L’objectif était simple pour Stevens. Donner un coté spontané aux chansons et faire passer le plus d’émotions possibles. Il voulait à tout prix ôter la pression des musiciens, les libérer du stress et les laisser jouer à l’instinct. Comme ce jour où Joe s’entraînait au piano, imperturbable, tandis que Stevens lui crachait à l’oreille « Jerry Lee Lewis, Jerry Lee Lewis ! » et lui versait son vin sur les mains, pour « améliorer le son ». Il voulait également les rendre plus vigilants et concentrés, indifférents à ce qu’il se passe autour d’eux. Comment ? En sautillant pendant qu’ils jouent, en balançant des chaises, des échelles, en attaquant l’ingénieur du son pendant que ce dernier mixe manuellement et repousse l’animal de l’autre. Et bizarrement, ça marche. Simonon, qui préfère qu’on lui envoie des objets plutôt qu’on lui dise 100 fois « refais le », travaille de mieux en mieux sa technique, et Topper Headon, d’habitude trop nerveux et agressif, est de plus en plus serein car il peut jouer n’importe quoi et y aller au feeling. Grosse absence de marketing aussi pour nos 4 gaillards, qui préféraient essayer toutes sortes de fringues et de styles, sans trop faire attention, passant avec aisance de l’allure années 30 au genre militarisme provoc.

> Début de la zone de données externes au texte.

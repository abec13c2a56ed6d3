//! Property-based tests for blkrepl-storage using proptest.
//!
//! These check the bitmap weight bookkeeping against a plain recount under
//! arbitrary sequences of range operations, resizes and peer merges.

use blkrepl_storage::{BitVector, MemStore, ResyncBitmap, BM_SECT_PER_BIT};
use proptest::prelude::*;

#[derive(Debug, Clone)]
enum Op {
    Set(u64, u64),
    Clear(u64, u64),
    Merge(usize, u64),
    SetAll,
    ClearAll,
}

fn any_op(bits: u64) -> impl Strategy<Value = Op> {
    prop_oneof![
        (0..bits + 10, 0..bits + 10).prop_map(|(a, b)| Op::Set(a.min(b), a.max(b))),
        (0..bits + 10, 0..bits + 10).prop_map(|(a, b)| Op::Clear(a.min(b), a.max(b))),
        (0usize..4, any::<u64>()).prop_map(|(w, v)| Op::Merge(w, v)),
        Just(Op::SetAll),
        Just(Op::ClearAll),
    ]
}

fn recount(bm: &ResyncBitmap) -> u64 {
    (0..bm.bits()).filter(|b| bm.test_bit(*b) == Some(true)).count() as u64
}

fn runtime() -> tokio::runtime::Runtime {
    tokio::runtime::Builder::new_current_thread().build().unwrap()
}

proptest! {
    /// The cached weight always equals the number of set bits.
    #[test]
    fn test_weight_matches_recount(
        bits in 200u64..300,
        ops in proptest::collection::vec(any_op(300), 1..40),
    ) {
        let bm = ResyncBitmap::new();
        runtime().block_on(async {
            bm.lock("prop").await.resize(bits * BM_SECT_PER_BIT).unwrap();
        });
        for op in ops {
            match op {
                Op::Set(s, e) => { bm.set_bits(s, e); }
                Op::Clear(s, e) => { bm.clear_bits(s, e); }
                Op::Merge(w, v) => { bm.merge_from_peer(w, &[v]).unwrap(); }
                Op::SetAll => bm.set_all(),
                Op::ClearAll => bm.clear_all(),
            }
            prop_assert_eq!(bm.total_weight(), recount(&bm));
        }
    }

    /// Growing then shrinking back keeps the original prefix.
    #[test]
    fn test_resize_keeps_prefix(
        bits in 1u64..5000,
        grow in 1u64..40000,
        set in proptest::collection::vec(0u64..5000, 0..30),
    ) {
        let bm = ResyncBitmap::new();
        runtime().block_on(async {
            let guard = bm.lock("prop").await;
            guard.resize(bits * BM_SECT_PER_BIT).unwrap();
            bm.clear_all();
            for b in &set {
                bm.set_bits(*b, *b);
            }
            let before: Vec<Option<bool>> = (0..bits).map(|b| bm.test_bit(b)).collect();
            guard.resize((bits + grow) * BM_SECT_PER_BIT).unwrap();
            prop_assert_eq!(bm.total_weight(), recount(&bm));
            guard.resize(bits * BM_SECT_PER_BIT).unwrap();
            let after: Vec<Option<bool>> = (0..bits).map(|b| bm.test_bit(b)).collect();
            prop_assert_eq!(before, after);
            prop_assert_eq!(bm.total_weight(), recount(&bm));
            Ok(())
        })?;
    }

    /// Merging is monotonic and idempotent.
    #[test]
    fn test_merge_monotonic_idempotent(
        base in proptest::collection::vec(any::<u64>(), 8),
        peer in proptest::collection::vec(any::<u64>(), 8),
    ) {
        let mut bv = BitVector::with_bits(8 * 64).unwrap();
        bv.load_words(0, &base).unwrap();
        let before = bv.popcount();
        let added = bv.merge_words(0, &peer).unwrap();
        prop_assert_eq!(bv.popcount(), before + added);
        prop_assert_eq!(bv.merge_words(0, &peer).unwrap(), 0);
        for (i, w) in bv.copy_words(0, 8).unwrap().iter().enumerate() {
            prop_assert_eq!(*w, base[i] | peer[i]);
        }
    }

    /// Bitmaps written to a store read back bit for bit.
    #[test]
    fn test_persist_round_trip(
        bits in 1u64..3000,
        set in proptest::collection::vec(0u64..3000, 0..50),
    ) {
        let store = MemStore::new(2048);
        let bm = ResyncBitmap::new();
        runtime().block_on(async {
            let guard = bm.lock("prop").await;
            guard.resize(bits * BM_SECT_PER_BIT).unwrap();
            bm.clear_all();
            for b in &set {
                bm.set_bits(*b, *b);
            }
            let weight = bm.total_weight();
            guard.write_to(&store, 72, false).unwrap();
            bm.set_all();
            guard.read_from(&store, 72).unwrap();
            prop_assert_eq!(bm.total_weight(), weight);
            Ok(())
        })?;
    }
}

Pendant ce temps, Joe compose Lost in the Supermarket, inspiré par ce qu’il imagine être la jeunesse de Mick, et Simonon fredonne des chansons reggae racontant des faits divers jamaïcain. Il travaillait depuis un moment la future et fabuleuse Guns of Brixton, et Joe lui demandera de la chanter. Ce dernier a d’ailleurs déclaré que cette pratique de l’actualité chantée dans le reggae leur avait clairement montré le chemin de la révolution. The Clash ne se considèrent maintenant plus comme une bande de potes, mais comme un groupe à part entière et élargissent nettement leurs influences musicales, ne se cantonnant plus à uniquement du punk sauvage. Car le punk commencait à avoir ses limites, dans son avenir et dans ses idées. Strummer déclare qu’il y avait même une police du punk, « tu peux pas faire ça, c’est pas du punk », alors que pour eux ce mouvement signifiait la liberté, ils voulaient tout faire, tout essayer.

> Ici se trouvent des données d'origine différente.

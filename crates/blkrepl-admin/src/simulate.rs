//! In-process two-node run.
//!
//! Two devices on memory stores are connected through a conduit pair. The
//! run forces one node Primary, lets the initial full sync finish, writes
//! while connected, drops the link, writes while disconnected, reconnects
//! for a bitmap-based resync and ends with an online verify.

use std::fmt;
use std::sync::Arc;
use std::time::{Duration, Instant};

use anyhow::{bail, Context, Result};
use blkrepl_repl::{
    create_md, BackingDev, Conduit, ConnState, Device, DeviceState, DiskConfig, DiskState, NetConfig,
    NoopHelper, Registry, Role, SyncConfig, WireProtocol,
};
use blkrepl_storage::{BlockStore, MemStore, MetaLayout, BM_SECT_PER_BIT, SECTOR_SIZE};
use bytes::Bytes;
use tracing::info;

const STEP_TIMEOUT: Duration = Duration::from_secs(30);
const META_SECTORS: u64 = 1024;

/// Simulation parameters.
#[derive(Debug, Clone)]
pub struct SimulateOpts {
    /// Device size in sectors.
    pub sectors: u64,
    /// Writes per phase.
    pub writes: u32,
    /// Replication protocol.
    pub protocol: WireProtocol,
}

/// What the run observed.
#[derive(Debug, Default)]
pub struct Report {
    /// Blocks copied by the initial full sync.
    pub initial_sync_blocks: u64,
    /// Duration of the initial full sync.
    pub initial_sync: Duration,
    /// Blocks dirtied while disconnected.
    pub dirty_after_disconnect: u64,
    /// Duration of the bitmap resync.
    pub resync: Duration,
    /// Blocks online verify found different.
    pub verify_out_of_sync: u64,
    /// Both data stores compared equal at the end.
    pub identical: bool,
}

impl fmt::Display for Report {
    fn fmt(&self, f: &mut fmt::Formatter<'_>) -> fmt::Result {
        writeln!(
            f,
            "initial sync:     {} blocks in {:?}",
            self.initial_sync_blocks, self.initial_sync
        )?;
        writeln!(
            f,
            "resync:           {} blocks in {:?}",
            self.dirty_after_disconnect, self.resync
        )?;
        writeln!(f, "verify:           {} blocks out of sync", self.verify_out_of_sync)?;
        write!(f, "data identical:   {}", if self.identical { "yes" } else { "NO" })
    }
}

async fn node(sectors: u64, minor: u32, sync: &SyncConfig) -> Result<(Arc<Registry>, Arc<Device>)> {
    let reg = Registry::new(Arc::new(NoopHelper));
    let dev = reg.create_device(minor, format!("sim{minor}"))?;
    let backing = BackingDev {
        data: Arc::new(MemStore::new(sectors)),
        meta: Arc::new(MemStore::new(META_SECTORS)),
        layout: MetaLayout::external(META_SECTORS),
    };
    create_md(&backing, rand::random())?;
    dev.attach_disk(backing, DiskConfig::default()).await?;
    dev.configure_sync(sync.clone())?;
    Ok((reg, dev))
}

async fn wait(dev: &Device, what: &str, pred: impl Fn(&DeviceState) -> bool) -> Result<DeviceState> {
    match tokio::time::timeout(STEP_TIMEOUT, dev.wait_state(pred)).await {
        Ok(s) => Ok(s),
        Err(_) => bail!("{} did not reach {what} in time, state {:?}", dev.name(), dev.state()),
    }
}

fn synced(s: &DeviceState) -> bool {
    s.conn == ConnState::Connected && s.disk == DiskState::UpToDate && s.pdsk == DiskState::UpToDate
}

async fn connect(x: &Arc<Device>, y: &Arc<Device>) -> Result<()> {
    let (a, b) = Conduit::new_pair("sim0", "sim1");
    let (rx, ry) = tokio::join!(x.connect(a), y.connect(b));
    rx.context("connecting sim0")?;
    ry.context("connecting sim1")?;
    Ok(())
}

async fn write_blocks(dev: &Device, sectors: u64, count: u32, fill: u8) -> Result<()> {
    let blocks = sectors / BM_SECT_PER_BIT;
    for i in 0..count as u64 {
        let block = (i * 7919 + fill as u64) % blocks;
        let data = Bytes::from(vec![fill.wrapping_add(i as u8); BM_SECT_PER_BIT as usize * SECTOR_SIZE]);
        dev.submit_write(block * BM_SECT_PER_BIT, data).await?;
    }
    Ok(())
}

fn stores_equal(x: &Device, y: &Device, sectors: u64) -> Result<bool> {
    let (Some(a), Some(b)) = (x.data_store(), y.data_store()) else {
        bail!("a node lost its disk");
    };
    let chunk = 64u64;
    let mut ba = vec![0u8; chunk as usize * SECTOR_SIZE];
    let mut bb = ba.clone();
    let mut sector = 0;
    while sector < sectors {
        let n = chunk.min(sectors - sector) as usize * SECTOR_SIZE;
        a.read_at(sector, &mut ba[..n])?;
        b.read_at(sector, &mut bb[..n])?;
        if ba[..n] != bb[..n] {
            return Ok(false);
        }
        sector += chunk;
    }
    Ok(true)
}

/// Run the simulation.
pub async fn run(opts: SimulateOpts) -> Result<Report> {
    if opts.sectors < BM_SECT_PER_BIT || opts.sectors % BM_SECT_PER_BIT != 0 {
        bail!("sectors must be a positive multiple of {BM_SECT_PER_BIT}");
    }
    let sync = SyncConfig {
        verify_alg: Some("sha256".to_string()),
        ..SyncConfig::default()
    };
    let net = NetConfig {
        protocol: opts.protocol,
        ..NetConfig::default()
    };
    let mut report = Report::default();

    // devices only hold a weak reference to their registry
    let (_rx, x) = node(opts.sectors, 0, &sync).await?;
    let (_ry, y) = node(opts.sectors, 1, &sync).await?;
    x.set_role(Role::Primary, true).await?;
    write_blocks(&x, opts.sectors, opts.writes, 1).await?;

    info!("initial connect");
    x.configure_network(net.clone())?;
    y.configure_network(net.clone())?;
    let started = Instant::now();
    connect(&x, &y).await?;
    wait(&x, "initial sync", synced).await?;
    wait(&y, "initial sync", synced).await?;
    report.initial_sync = started.elapsed();
    report.initial_sync_blocks = x.bitmap().bits();

    write_blocks(&x, opts.sectors, opts.writes, 40).await?;

    info!("dropping the link");
    y.disconnect().await?;
    wait(&x, "WFConnection", |s| s.conn == ConnState::WFConnection).await?;
    write_blocks(&x, opts.sectors, opts.writes, 80).await?;
    report.dirty_after_disconnect = x.bitmap().total_weight();

    info!("reconnecting");
    y.configure_network(net)?;
    let started = Instant::now();
    connect(&x, &y).await?;
    wait(&x, "resync", synced).await?;
    wait(&y, "resync", synced).await?;
    report.resync = started.elapsed();

    info!("online verify");
    x.start_verify().await?;
    wait(&x, "end of verify", |s| s.conn == ConnState::Connected).await?;
    wait(&y, "end of verify", |s| s.conn == ConnState::Connected).await?;
    report.verify_out_of_sync = x.bitmap().total_weight();

    report.identical = stores_equal(&x, &y, opts.sectors)?;
    x.disconnect().await?;
    y.disconnect().await?;
    Ok(report)
}

#[cfg(test)]
mod tests {
    use super::*;

    #[tokio::test]
    async fn test_simulation_ends_identical() {
        let report = run(SimulateOpts {
            sectors: 1024,
            writes: 8,
            protocol: WireProtocol::C,
        })
        .await
        .unwrap();
        assert!(report.identical);
        assert_eq!(report.verify_out_of_sync, 0);
        assert_eq!(report.initial_sync_blocks, 128);
        assert!(report.dirty_after_disconnect > 0);
    }

    #[tokio::test]
    async fn test_rejects_unaligned_size() {
        let err = run(SimulateOpts {
            sectors: 100,
            writes: 1,
            protocol: WireProtocol::C,
        })
        .await
        .unwrap_err();
        assert!(err.to_string().contains("multiple"));
    }
}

Le résultat de tout ça est London Calling, le meilleur album de l’histoire du rock, parfait, unique, incroyable et dédié entièrement à leur public. Pour ne rien gâcher, la pochette est cultissime, avec un clin d’œil à Elvis pour l’écriture rose et verte. The Clash jouaient au Palladium à New York, il y avait beaucoup de tension, c’était presque la fin du concert et Simonon était loin d’être satisfait, le public était assis alors qu’ils insistaient toujours pour le contraire, il y avait une énorme sensation de vide devant eux et il a cogné la tête de sa basse sur le sol comme un vrai furieux. Pennie Smith, leur photographe de toujours, a réussi à prendre le cliché de justesse. Après coup, Simonon déclare en rigolant qu’il aurait mieux fait de détruire la moins bonne de ses basses au lieu de sa Fender blanche préférée. Tu m’étonnes.
Par ailleurs, London Calling devait s’appeler The Last Testament, qui signifiait le dernier véritable album de rock’n’roll. Mais London Calling, c’est tout aussi bien, non ?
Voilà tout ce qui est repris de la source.